Governor Malloy has recently observed that the highest benefits have accrued to teachers who have worked in some of the state’s most wealthy communities, and has proposed that those localities pay more to help close the gap. However, that approach fails to consider the fact that the cost of living in these areas is higher, and that most state income tax revenues already come from residents in those places. More importantly, this approach fails to address the systemic issues that created the crisis in the first place. Long-term stability of the plan – which should matter both to plan members (teachers) and plan funders (taxpayers) – requires addressing the system’s structural problems.
Why Are State Contributions Going Up?
The CTRS is a defined benefit plan. This means that participating teachers are entitled to a retirement benefit amount that has been defined in advance.
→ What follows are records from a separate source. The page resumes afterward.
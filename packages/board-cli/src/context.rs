//! Terminal dialogs handed to the board controllers

use console::{style, Term};
use dialoguer::{theme::ColorfulTheme, Confirm};
use job_board::BasePrompter;

/// Blocking confirm/alert dialogs on the controlling terminal
pub struct TerminalPrompter {
    term: Term,
}

impl TerminalPrompter {
    pub fn new() -> Self {
        Self {
            term: Term::stdout(),
        }
    }

    pub fn theme() -> ColorfulTheme {
        ColorfulTheme::default()
    }
}

impl Default for TerminalPrompter {
    fn default() -> Self {
        Self::new()
    }
}

/// Run a terminal read from inside a controller call.
///
/// Dialogs hold the calling controller until answered. `block_in_place` moves
/// this worker's other tasks elsewhere in the multi-thread runtime while stdin
/// is read.
pub fn blocking<R>(f: impl FnOnce() -> R) -> R {
    tokio::task::block_in_place(f)
}

impl BasePrompter for TerminalPrompter {
    fn confirm(&self, question: &str) -> bool {
        let answer = blocking(|| {
            Confirm::with_theme(&Self::theme())
                .with_prompt(question)
                .default(false)
                .interact_on(&self.term)
        });
        match answer {
            Ok(answer) => answer,
            Err(e) => {
                tracing::warn!(error = %e, "Confirm prompt failed; treating as no");
                false
            }
        }
    }

    fn notify(&self, message: &str) {
        println!();
        println!("{}", style(message).red().bold());
        println!("{}", style("Press Enter to continue").dim());
        if let Err(e) = blocking(|| self.term.read_line()) {
            tracing::warn!(error = %e, "Failed to wait for acknowledgement");
        }
    }
}
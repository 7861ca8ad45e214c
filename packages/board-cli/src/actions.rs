//! Menu actions: each turns terminal input into a controller call

use anyhow::Result;
use console::style;
use dialoguer::{Input, Select};
use job_board::{
    Board, DeleteOutcome, Editor, Job, JobDraft, JobStatus, MoveOutcome, SubmitOutcome,
};

use crate::context::{blocking, TerminalPrompter};
use crate::render::job_label;

pub async fn add_job(board: &Board) -> Result<()> {
    let mut editor = Editor::default();
    editor.open_add(JobStatus::Opportunities);
    submit(board, &mut editor).await
}

pub async fn edit_job(board: &Board) -> Result<()> {
    let Some(job) = pick_job(board, "Which job do you want to edit?")? else {
        return Ok(());
    };
    let mut editor = Editor::default();
    editor.open_edit(job);
    submit(board, &mut editor).await
}

pub async fn move_job(board: &Board) -> Result<()> {
    let Some(job) = pick_job(board, "Which job do you want to move?")? else {
        return Ok(());
    };

    let labels: Vec<&str> = JobStatus::ALL.iter().map(|s| s.label()).collect();
    let current = JobStatus::ALL
        .iter()
        .position(|s| *s == job.status)
        .unwrap_or(0);
    let selection = blocking(|| {
        Select::with_theme(&TerminalPrompter::theme())
            .with_prompt("Move to column")
            .items(&labels)
            .default(current)
            .interact()
    })?;

    let Some(event) = board.moves().move_to_end(&job.id, JobStatus::ALL[selection]) else {
        return Ok(());
    };
    match board.moves().handle_move(&event).await {
        MoveOutcome::Committed => println!("{}", style("Moved.").green()),
        MoveOutcome::Ignored => println!("{}", style("Nothing to move.").dim()),
        MoveOutcome::Reverted => {}
    }
    Ok(())
}

pub async fn delete_job(board: &Board) -> Result<()> {
    let Some(job) = pick_job(board, "Which job do you want to delete?")? else {
        return Ok(());
    };
    if board.mutations().delete(&job.id).await == DeleteOutcome::Deleted {
        println!("{}", style("Deleted.").green());
    }
    Ok(())
}

async fn submit(board: &Board, editor: &mut Editor) -> Result<()> {
    println!();
    println!("{}", style(editor.title()).bold());

    let draft = fill_draft(editor.draft())?;
    match board.mutations().submit(editor, &draft).await {
        SubmitOutcome::Created(job) | SubmitOutcome::Updated(job) => {
            println!("{} {}", style("Saved:").green(), job_label(&job));
        }
        SubmitOutcome::Failed | SubmitOutcome::NotOpen => {}
    }
    Ok(())
}

/// Prompt for every form field until title and company are filled in
fn fill_draft(mut draft: JobDraft) -> Result<JobDraft> {
    loop {
        draft.title = text("Job Title", &draft.title)?;
        draft.company = text("Company", &draft.company)?;
        draft.url = text("URL to Posting", &draft.url)?;
        draft.referral_info = text("Referral Info (if any)", &draft.referral_info)?;

        fill_links(&mut draft, text)?;

        match draft.validate() {
            Ok(()) => return Ok(draft),
            Err(e) => println!("{}", style(e).yellow()),
        }
    }
}

/// One input per hiring manager link. Existing links are offered for editing
/// (blank removes one), then new links are asked for until a blank answer.
fn fill_links(
    draft: &mut JobDraft,
    mut ask: impl FnMut(&str, &str) -> Result<String>,
) -> Result<()> {
    let mut index = 0;
    while index < draft.hiring_manager_links.len() {
        let current = draft.hiring_manager_links[index].clone();
        if current.trim().is_empty() {
            draft.remove_link(index);
            continue;
        }
        let answer = ask(&format!("Hiring Manager Link {}", index + 1), &current)?;
        if answer.trim().is_empty() {
            draft.remove_link(index);
        } else {
            draft.set_link(index, answer.trim());
            index += 1;
        }
    }

    loop {
        let prompt = format!(
            "Hiring Manager Link {} (leave blank to finish)",
            draft.hiring_manager_links.len() + 1
        );
        let answer = ask(&prompt, "")?;
        if answer.trim().is_empty() {
            return Ok(());
        }
        draft.add_link();
        draft.set_link(draft.hiring_manager_links.len() - 1, answer.trim());
    }
}

fn text(prompt: &str, initial: &str) -> Result<String> {
    Ok(blocking(|| {
        Input::<String>::with_theme(&TerminalPrompter::theme())
            .with_prompt(prompt)
            .with_initial_text(initial)
            .allow_empty(true)
            .interact_text()
    })?)
}

fn pick_job(board: &Board, prompt: &str) -> Result<Option<Job>> {
    let snapshot = board.store().snapshot();
    if snapshot.is_empty() {
        println!("{}", style("No jobs on the board yet.").dim());
        return Ok(None);
    }

    // Column order, so the picker reads like the board
    let jobs: Vec<&Job> = snapshot
        .columns()
        .into_iter()
        .flat_map(|c| c.jobs)
        .collect();
    let labels: Vec<String> = jobs.iter().map(|j| job_label(j)).collect();

    let selection = blocking(|| {
        Select::with_theme(&TerminalPrompter::theme())
            .with_prompt(prompt)
            .items(&labels)
            .default(0)
            .interact_opt()
    })?;

    Ok(selection.map(|i| jobs[i].clone()))
}
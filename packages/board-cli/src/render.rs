//! Board rendering

use colored::Colorize;
use job_board::{Column, Job, JobStore, LoadState};

/// Text shown instead of the board while loading or after a failed load
pub fn status_indicator(state: &LoadState) {
    if let Some(message) = state.message() {
        match state {
            LoadState::Error(_) => println!("{}", message.red().bold()),
            _ => println!("{}", message.dimmed()),
        }
    }
}

pub fn board(store: &JobStore) {
    for column in store.columns() {
        render_column(&column);
    }
}

fn render_column(column: &Column<'_>) {
    println!();
    println!("{}", column.header().bright_cyan().bold());
    if column.accepts_new() {
        println!("  {}", "+ Add new job".green());
    }
    for (index, job) in column.jobs.iter().enumerate() {
        render_card(index, job);
    }
}

fn render_card(index: usize, job: &Job) {
    println!("  {} {}", format!("[{}]", index + 1).dimmed(), job.title.bold());
    println!("      {}", job.company);

    if let Some(url) = job.posting_url() {
        println!("      View Posting: {}", url.underline());
    }
    if let Some(referral) = job.referral() {
        println!("      {}", format!("Referred by: {}", referral).yellow());
    }

    let links = job.hiring_manager_hrefs();
    if !links.is_empty() {
        println!("      {}", "Hiring Managers:".bold());
        for (i, href) in links.iter().enumerate() {
            println!("        Link {}: {}", i + 1, href);
        }
    }
}

/// One-line label for pickers
pub fn job_label(job: &Job) -> String {
    format!("{} @ {} [{}]", job.title, job.company, job.status)
}
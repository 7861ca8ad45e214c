//! Create, update and delete.
//!
//! The store only changes after the API confirms the write. Failures leave the
//! store as it is, tell the user, and log the cause.

use std::sync::Arc;

use tracing::{error, info, warn};

use super::editor::Editor;
use crate::domains::jobs::{Job, JobDraft, JobId, JobPatch, NewJob, SharedStore};
use crate::kernel::{BaseJobService, BasePrompter};

pub const CREATE_FAILED_MESSAGE: &str = "Failed to add job.";
pub const UPDATE_FAILED_MESSAGE: &str = "Failed to update job.";
pub const DELETE_FAILED_MESSAGE: &str = "Failed to delete job.";
pub const DELETE_CONFIRM_QUESTION: &str = "Are you sure you want to delete this job?";

#[derive(Debug, Clone, PartialEq, Eq)]
pub enum DeleteOutcome {
    /// User said no; nothing was sent
    Declined,
    Deleted,
    Failed,
}

#[derive(Debug, Clone, PartialEq, Eq)]
pub enum SubmitOutcome {
    Created(Job),
    Updated(Job),
    Failed,
    /// Editor was closed; nothing to submit
    NotOpen,
}

pub struct MutationController {
    store: SharedStore,
    service: Arc<dyn BaseJobService>,
    prompter: Arc<dyn BasePrompter>,
}

impl MutationController {
    pub fn new(
        store: SharedStore,
        service: Arc<dyn BaseJobService>,
        prompter: Arc<dyn BasePrompter>,
    ) -> Self {
        Self {
            store,
            service,
            prompter,
        }
    }

    /// Create a job and append the server's record to the store.
    pub async fn create(&self, job: NewJob) -> Option<Job> {
        match self.service.create_job(&job).await {
            Ok(created) => {
                info!(job_id = %created.id, status = %created.status, "Job created");
                self.store.update(|current| current.with_appended(created.clone()));
                Some(created)
            }
            Err(e) => {
                error!(error = %e, title = %job.title, "Error creating job");
                self.prompter.notify(CREATE_FAILED_MESSAGE);
                None
            }
        }
    }

    /// Update a job and swap in the server's record wholesale.
    pub async fn update(&self, id: &JobId, patch: JobPatch) -> Option<Job> {
        match self.service.update_job(id, &patch).await {
            Ok(updated) => {
                info!(job_id = %id, "Job updated");
                self.store.update(|current| {
                    if !current.contains(id) {
                        warn!(job_id = %id, "Updated job is no longer on the board");
                    }
                    current.with_replaced(id, updated.clone())
                });
                Some(updated)
            }
            Err(e) => {
                error!(error = %e, job_id = %id, "Error updating job");
                self.prompter.notify(UPDATE_FAILED_MESSAGE);
                None
            }
        }
    }

    /// Delete a job after the user confirms.
    pub async fn delete(&self, id: &JobId) -> DeleteOutcome {
        if !self.prompter.confirm(DELETE_CONFIRM_QUESTION) {
            info!(job_id = %id, "Delete declined");
            return DeleteOutcome::Declined;
        }

        match self.service.delete_job(id).await {
            Ok(()) => {
                info!(job_id = %id, "Job deleted");
                self.store.update(|current| current.without(id));
                DeleteOutcome::Deleted
            }
            Err(e) => {
                error!(error = %e, job_id = %id, "Error deleting job");
                self.prompter.notify(DELETE_FAILED_MESSAGE);
                DeleteOutcome::Failed
            }
        }
    }

    /// Submit the form: update when editing, create when adding. The editor is
    /// closed afterwards whether or not the write succeeded.
    pub async fn submit(&self, editor: &mut Editor, draft: &JobDraft) -> SubmitOutcome {
        let outcome = match editor {
            Editor::Closed => return SubmitOutcome::NotOpen,
            Editor::Adding(column) => match self.create(draft.to_new_job(Some(*column))).await {
                Some(job) => SubmitOutcome::Created(job),
                None => SubmitOutcome::Failed,
            },
            Editor::Editing(job) => {
                let id = job.id.clone();
                match self.update(&id, draft.to_patch()).await {
                    Some(job) => SubmitOutcome::Updated(job),
                    None => SubmitOutcome::Failed,
                }
            }
        };

        editor.close();
        outcome
    }
}
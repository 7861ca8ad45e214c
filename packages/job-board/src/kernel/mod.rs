//! Kernel module - infrastructure seams and their implementations.

pub mod http_job_service;
pub mod test_dependencies;
pub mod traits;

pub use http_job_service::HttpJobService;
pub use test_dependencies::{
    JobCall, JobOp, MockJobService, RecordingPrompter, TestDependencies,
};
pub use traits::*;
//! Job board state synchronization
//!
//! Keeps an in-memory view of job application records consistent with the
//! remote jobs API. The presentation layer renders whatever the shared
//! [`JobStore`] currently holds, partitioned into status columns.
//!
//! # Example
//!
//! ```rust,ignore
//! use std::sync::Arc;
//! use job_board::{Board, Config, HttpJobService};
//!
//! let config = Config::from_env()?;
//! let service = Arc::new(HttpJobService::from_config(&config)?);
//! let board = Board::new(service, Arc::new(my_prompter));
//!
//! board.loader().start().await;
//! for column in board.store().snapshot().columns() {
//!     println!("{}", column.header());
//! }
//! ```

pub mod config;
pub mod domains;
pub mod error;
pub mod kernel;

pub use config::Config;
pub use domains::board::{
    Board, BoardController, DeleteOutcome, Editor, LoadController, LoadState, MoveOutcome,
    MutationController, SubmitOutcome,
};
pub use domains::jobs::{
    Column, DragLocation, DraftError, Job, JobDraft, JobId, JobPatch, JobStatus, JobStore,
    MoveEvent, NewJob, SharedStore,
};
pub use error::{Result, ServiceError};
pub use kernel::{BaseJobService, BasePrompter, HttpJobService};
The standard benefit is calculated by taking years of service, multiplying by 2%, and then multiplying that factor by the teacher’s average salary over the prior three years, with a 75% of salary cap. A cost- of-living adjustment (COLA) is applied annually once a teacher begins receiving benefits. Benefits are actuarially adjusted for various factors, such as early retirement.
Teachers contribute 6% of salary toward the plan; the state is responsible for funding the rest, and manages the assets that are set aside to pay benefits when they come due.
Even by the standards of public employee plans, the CTRS is quite generous. Financial planners generally recommend a retirement income goal of approximately 70% of salary, achieved through a combination of Social Security benefits, employer pension, and personal savings. A teacher who spends his or her career in the system (say, from age 23 to age 60 1/2) will receive 75% of salary – without even considering any private savings. Moreover, the financial planners’ rule of thumb is intended to account for the risks of inflation and health care costs, whereas in the case of Connecticut’s teachers, they receive protection against these risks through COLA and retiree health benefits, respectively.
Participants in the CTRS do not receive Social Security, so it is reasonable that the CTRS should be more generous to compensate. Even so, Social Security participants pay 6.2% of salary into that system, and individuals may pay more into their employer pension programs. That Connecticut’s teachers pay only 6% makes the system all the more generous, and compares favorably with what teachers pay in other similar state systems – 8% on average.
The amount that the state needs to contribute each year depends on a number of factors. An outside actuarial firm produces a report every other year in which future benefits are projected and then discounted with interest to find their present value. In other words, any contributions made today should grow with interest, so that there will be enough available to pay benefits when they come due. The actuarial analysis includes calculation of a level contribution percentage that the state must make each year in order to fund the benefits. As of June 30, the present value of liabilities was calculated at $29,840 million, while the market value of assets was $15,585 million.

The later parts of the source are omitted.